The government certainly tries to uphold liberal civic values: lawfulness and transparency in government ( in HK there is a powerful ICAC: with far more powers than those of the ICACs in Australia ), respect for the law, freedom of the press, religion, education, expression, movement, inviolability of the home, etc.

What impact the new national security law will have on those values is at present unknown: it will depend to a large extent on how the courts process the prosecutions.

This is Democracy with Hong Kong characteristics, I suppose.
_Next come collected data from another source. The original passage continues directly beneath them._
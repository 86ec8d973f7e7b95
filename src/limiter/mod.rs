//! Per-client token-bucket rate limiting.
//!
//! Each peer IP owns a bucket holding up to `burst` tokens, refilled at `rps`
//! tokens per second. A request spends one token; an empty bucket means 429.
//! Clients idle for [`IDLE_TTL`] are evicted by [`RateLimiter::run_sweeper`].

use std::collections::HashMap;
use std::net::{IpAddr, SocketAddr};
use std::sync::{Arc, Mutex};
use std::time::{Duration, Instant};

use axum::{
    extract::{ConnectInfo, Request, State},
    middleware::Next,
    response::{IntoResponse, Response},
};
use tokio_util::sync::CancellationToken;

use crate::errors::AppError;

/// How long a client may stay silent before its bucket is dropped.
pub const IDLE_TTL: Duration = Duration::from_secs(3 * 60);

/// How often the sweeper looks for idle clients.
pub const SWEEP_INTERVAL: Duration = Duration::from_secs(60);

#[derive(Debug, Clone, Copy)]
pub struct LimiterConfig {
    pub enabled: bool,
    pub rps: f64,
    pub burst: u32,
}

#[derive(Debug)]
struct Client {
    tokens: f64,
    last_refill: Instant,
    last_seen: Instant,
}

pub struct RateLimiter {
    config: LimiterConfig,
    clients: Mutex<HashMap<IpAddr, Client>>,
}

impl RateLimiter {
    pub fn new(config: LimiterConfig) -> Arc<Self> {
        Arc::new(Self {
            config,
            clients: Mutex::new(HashMap::new()),
        })
    }

    pub fn enabled(&self) -> bool {
        self.config.enabled
    }

    /// Spend one token for `ip`, returning whether the request may proceed.
    pub fn allow(&self, ip: IpAddr) -> bool {
        self.allow_at(ip, Instant::now())
    }

    fn allow_at(&self, ip: IpAddr, now: Instant) -> bool {
        if !self.config.enabled {
            return true;
        }

        let burst = f64::from(self.config.burst);
        let mut clients = self.lock();
        let client = clients.entry(ip).or_insert(Client {
            tokens: burst,
            last_refill: now,
            last_seen: now,
        });

        let elapsed = now.saturating_duration_since(client.last_refill).as_secs_f64();
        client.tokens = (client.tokens + elapsed * self.config.rps).min(burst);
        client.last_refill = now;
        client.last_seen = now;

        if client.tokens >= 1.0 {
            client.tokens -= 1.0;
            true
        } else {
            false
        }
    }

    /// Drop every client not seen within [`IDLE_TTL`] of `now`.
    fn evict_idle(&self, now: Instant) -> usize {
        let mut clients = self.lock();
        let before = clients.len();
        clients.retain(|_, c| now.saturating_duration_since(c.last_seen) < IDLE_TTL);
        before - clients.len()
    }

    pub fn tracked_clients(&self) -> usize {
        self.lock().len()
    }

    /// Periodically evict idle clients until `shutdown` fires.
    pub async fn run_sweeper(self: Arc<Self>, shutdown: CancellationToken) {
        let mut ticker = tokio::time::interval(SWEEP_INTERVAL);
        ticker.tick().await;

        loop {
            tokio::select! {
                _ = shutdown.cancelled() => break,
                _ = ticker.tick() => {
                    let evicted = self.evict_idle(Instant::now());
                    if evicted > 0 {
                        tracing::debug!(
                            evicted,
                            remaining = self.tracked_clients(),
                            "evicted idle rate-limit clients"
                        );
                    }
                }
            }
        }
    }

    fn lock(&self) -> std::sync::MutexGuard<'_, HashMap<IpAddr, Client>> {
        self.clients.lock().unwrap_or_else(|poisoned| poisoned.into_inner())
    }
}

/// Middleware rejecting clients that exhausted their bucket.
pub async fn rate_limit(
    State(limiter): State<Arc<RateLimiter>>,
    ConnectInfo(peer): ConnectInfo<SocketAddr>,
    request: Request,
    next: Next,
) -> Response {
    if !limiter.allow(peer.ip()) {
        return AppError::RateLimited.into_response();
    }
    next.run(request).await
}

#[cfg(test)]
mod tests {
    use super::*;

    fn limiter(enabled: bool) -> Arc<RateLimiter> {
        RateLimiter::new(LimiterConfig {
            enabled,
            rps: 2.0,
            burst: 4,
        })
    }

    fn ip(last: u8) -> IpAddr {
        IpAddr::from([10, 0, 0, last])
    }

    #[test]
    fn test_burst_then_deny() {
        let limiter = limiter(true);
        let now = Instant::now();
        for _ in 0..4 {
            assert!(limiter.allow_at(ip(1), now));
        }
        assert!(!limiter.allow_at(ip(1), now));
    }

    #[test]
    fn test_refill_over_time() {
        let limiter = limiter(true);
        let now = Instant::now();
        for _ in 0..4 {
            limiter.allow_at(ip(1), now);
        }
        assert!(!limiter.allow_at(ip(1), now));

        // 2 rps: half a second buys one more request
        let later = now + Duration::from_millis(500);
        assert!(limiter.allow_at(ip(1), later));
        assert!(!limiter.allow_at(ip(1), later));
    }

    #[test]
    fn test_refill_caps_at_burst() {
        let limiter = limiter(true);
        let now = Instant::now();
        limiter.allow_at(ip(1), now);

        let much_later = now + Duration::from_secs(60);
        for _ in 0..4 {
            assert!(limiter.allow_at(ip(1), much_later));
        }
        assert!(!limiter.allow_at(ip(1), much_later));
    }

    #[test]
    fn test_clients_are_independent() {
        let limiter = limiter(true);
        let now = Instant::now();
        for _ in 0..4 {
            limiter.allow_at(ip(1), now);
        }
        assert!(!limiter.allow_at(ip(1), now));
        assert!(limiter.allow_at(ip(2), now));
    }

    #[test]
    fn test_disabled_allows_everything() {
        let limiter = limiter(false);
        let now = Instant::now();
        for _ in 0..100 {
            assert!(limiter.allow_at(ip(1), now));
        }
        assert_eq!(limiter.tracked_clients(), 0);
    }

    #[test]
    fn test_idle_clients_are_evicted() {
        let limiter = limiter(true);
        let now = Instant::now();
        limiter.allow_at(ip(1), now);
        limiter.allow_at(ip(2), now + Duration::from_secs(120));

        let evicted = limiter.evict_idle(now + IDLE_TTL + Duration::from_secs(1));
        assert_eq!(evicted, 1);
        assert_eq!(limiter.tracked_clients(), 1);
    }

    #[tokio::test]
    async fn test_sweeper_stops_on_shutdown() {
        let shutdown = CancellationToken::new();
        let handle = tokio::spawn(limiter(true).run_sweeper(shutdown.clone()));
        shutdown.cancel();
        handle.await.unwrap();
    }
}
//! Data models for quotes, schools, users and tokens.

mod quote;
mod school;
mod token;
mod user;

pub use quote::*;
pub use school::*;
pub use token::*;
pub use user::*;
Is a nation governed by a system where a person who loses a nation-wide election for the presidency by 3 million popular votes  4 years ago could still assume  that office a Democracy ? One would say, a Democracy with US characteristics.

Or should one just say, with Thomas Carlyle: ”For forms of government let fools contest, whatever governs best is best”.

Enough of these musings.

I much enjoyed the latest issue of Pearl: in particular Cavan Hogue’s article “The elephant and the mouse”. I thought his comments on the Prime Minister’s reaction ( or overreaction ) to the twitter photoshop were spot-on. It should have been dismissed at the prime ministerial level as a low-down jibe. The unassailable position is that Australia has done that which no other nation has dared tackle: to seriously look into war crimes allegedly committed by its own soldiers.

It is an undisputable fact that, for many centuries, the Middle Kingdom was the dominant force in the SE Asia-Pacific region, with many regional powers voluntarily paying tribute to the Son of Heaven: and President Xi Jinping is basically reasserting that ancient role, and including “newly discovered Australia” into its embrace.

Do you recall how Lord Macartney dealt with analogous situation in 1793 ? After much parley with the Imperial ministers it was arranged that Lord Macartney would “kowtow” by going down on one knee, but would have a portrait of King George III on the floor in front of him, ( the portrait unseen by Emperor Qianlong ) and thus satisfy the rituals of paying tribute to the Son of Heaven …. Not that he got anything out of all that. He was sent away by the Emperor with the message ringing in his ears: “I set no value on objects strange or ingenious” said Emperor Qianlong. As it turned out, he was the last of the Qing Dynasty Emperors who was able to maintain that attitude of distant hauteur.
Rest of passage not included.